Jungle reviews: “The Asphalt Kiss”

In order to celebrate the centenary of the Brazilian playwright Nelson Rodrigues’ birth, the Stonecrabs Theatre Company, a multicultural group formed by artists from diverse backgrounds and nationalities, is staging in London one of his most famous plays, The Asphalt Kiss, until this Saturday.

Taking place at the cosy and refreshing New Diorama Theatre, the play is a carioca tragedy icon – a style developed by Rodrigues for the stories set in Rio de Janeiro –, and holds a plot that, at first sight, might look a bit démodé in an era of smartphones and 4G connections, but it is, definitely, very refreshing.

The story of The Asphalt Kiss could easily feed the pages of any English tabloid: “a pedestrian hit by a bus lies dying on a Rio street, a passerby stops to cradle him in his arms and kisses him on the lips as a parting gesture of human solidarity. The scene is witnessed by an unscrupulous reporter, who proves so successful in convincing a public hungry for scandal that the men were lovers that even the wife of the good man comes to doubt his masculinity”.

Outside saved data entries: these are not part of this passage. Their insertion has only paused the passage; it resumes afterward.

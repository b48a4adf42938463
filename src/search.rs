//! Location + date search and attribute refinement
//!
//! A search keeps the listings whose location matches the (accent- and
//! case-insensitive) needle and that are free for the requested dates. A
//! refinement narrows whatever set it is given with an [`AttributeFilter`];
//! callers pass the latest search result so refinements never resurrect
//! listings the search excluded.

use chrono::NaiveDate;
use serde::{Deserialize, Serialize};

use crate::availability::{is_available, BoundaryPolicy, DateRange};
use crate::database::Store;
use crate::error::AppError;
use crate::filter::{matches_filter, AttributeFilter};
use crate::model::{Listing, Reservation};
use crate::normalize::location_matches;

/// Shown with an empty search result; an empty result is not an error.
pub const NO_LISTINGS_MESSAGE: &str = "No listings available for this search.";

pub const FETCH_LISTINGS_ERROR: &str = "An error occurred fetching listings.";
pub const FETCH_RESERVATIONS_ERROR: &str = "An error occurred fetching reservations.";

/// Location substring plus the requested stay
#[derive(Debug, Clone, PartialEq, Eq, Default, Serialize, Deserialize)]
pub struct SearchQuery {
    #[serde(default)]
    pub location: String,
    pub start_date: Option<NaiveDate>,
    pub end_date: Option<NaiveDate>,
}

impl SearchQuery {
    /// Both dates must be present and ordered before anything is fetched.
    pub fn date_range(&self) -> Result<DateRange, AppError> {
        DateRange::from_parts(self.start_date, self.end_date)
    }
}

/// Visible listings returned to the client
#[derive(Debug, Clone, Serialize)]
pub struct SearchResults {
    pub count: usize,
    pub data: Vec<Listing>,
    #[serde(skip_serializing_if = "Option::is_none")]
    pub message: Option<&'static str>,
}

impl SearchResults {
    /// Wraps a result set; `searched` enables the empty-result message.
    pub fn new(data: Vec<Listing>, searched: bool) -> Self {
        let message = (searched && data.is_empty()).then_some(NO_LISTINGS_MESSAGE);
        Self {
            count: data.len(),
            data,
            message,
        }
    }
}

/// Filters `listings` by location and availability.
///
/// `reservations_for` is asked once per location-matching listing; listings
/// whose location does not match never trigger a fetch.
pub fn search_listings<F, E>(
    listings: &[Listing],
    location: &str,
    range: DateRange,
    policy: BoundaryPolicy,
    mut reservations_for: F,
) -> Result<Vec<Listing>, E>
where
    F: FnMut(&str) -> Result<Vec<Reservation>, E>,
{
    let mut matches = Vec::new();

    for listing in listings {
        if !location_matches(&listing.location, location) {
            continue;
        }
        let reservations = reservations_for(&listing.id)?;
        if is_available(listing, &reservations, range.start, range.end, policy) {
            matches.push(listing.clone());
        }
    }

    Ok(matches)
}

/// Validates `query` and runs it over `listings` with reservations read
/// from `store`.
pub fn run_search(
    store: &Store,
    listings: &[Listing],
    query: &SearchQuery,
    policy: BoundaryPolicy,
) -> Result<Vec<Listing>, AppError> {
    let range = query.date_range()?;

    search_listings(listings, &query.location, range, policy, |listing_id| {
        store.fetch_reservations_for_listing(listing_id)
    })
    .map_err(|err| AppError::from_store(err, FETCH_RESERVATIONS_ERROR))
}

/// Keeps the listings of `base` that satisfy `filter`.
pub fn refine(base: &[Listing], filter: &AttributeFilter) -> Vec<Listing> {
    base.iter()
        .filter(|listing| matches_filter(listing, filter))
        .cloned()
        .collect()
}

By working as a police reporter for many years, the playwright used to find inspiration in real stories, crimes of passions and, of course, fait divers like the one presented in this play – a man kissing another man in public before death. Other peculiarity about this play is the name of the journalist, Amado Ribeiro. This was the real name of one of the work colleague of Nelson at the newspaper Última Hora.

“A man kissing a man in public” might not be shocking nowadays and maybe not too shocking even during this time, regarding the circumstances in which it happened, but a faits divers will always be a faits divers.

By scrutinizing the media and its peculiar rules and hidden aims along with the corruption in the police force, Rodrigues showed to the Brazilian audience, with The Asphalt Kiss, the greedy and corrupt Brazilian media of 1960. Surprisingly, even though the newspapers don’t reach the same audience, the story could be easily transferred to our society in a social media context.

Most of the British audience is not familiar with the work of the Brazilian playwright, the majority of Rodrigues’ plays were adapted into US English; but his work compiles 17 plays, 7 novels and 8 collections from his newspaper chronicles. Nelson is famous is his country by approaching subjects like incest, betrayal, desire within the family, jealousy, rape and obsession, some of his stories also became successful series on TV.

He had the conviction that it was his duty to hold a mirror up to society’s hypocrisies and to expose the darkness in the audience’s heart. Very influenced by dramas and playwrights like Eugene O’Neil and Ibsen, and, aesthetically, by the German Expressionism, the name of the iconic Brazilian playwright is a synonym of “the theatre of the unpleasant”, name chosen by himself.

In his carioca tragedies, including The Asphalt Kiss, Rodrigues explored the lives of Rio’s lower-middle class, a population never deemed worthy of the stage before him. Also, the texts were full of colloquialisms and everyday language, turning the plays into a great challenge, even for literary translators. Other main attribute that can’t be left behind is the humour and street wise knowledge of Rodrigues’ debatable characters, intrinsic to the carioca tragedies.

The Stonecrabs Theatre Company faced the challenge of presenting the play in English and ended up pleasing the audience with humour and anguish, in a truly memorable experience, in a mix of Brazilian and English actors, making a wise use of lighting inspired by the shadows of German Expressionism.

Most of all, The Asphalt Kiss is a very good play and it is not staged frequently in this side of the hemisphere, but, mainly, no one remains unscathed after watching one of Rodrigues’ plays; they are timeless, subversive and universal.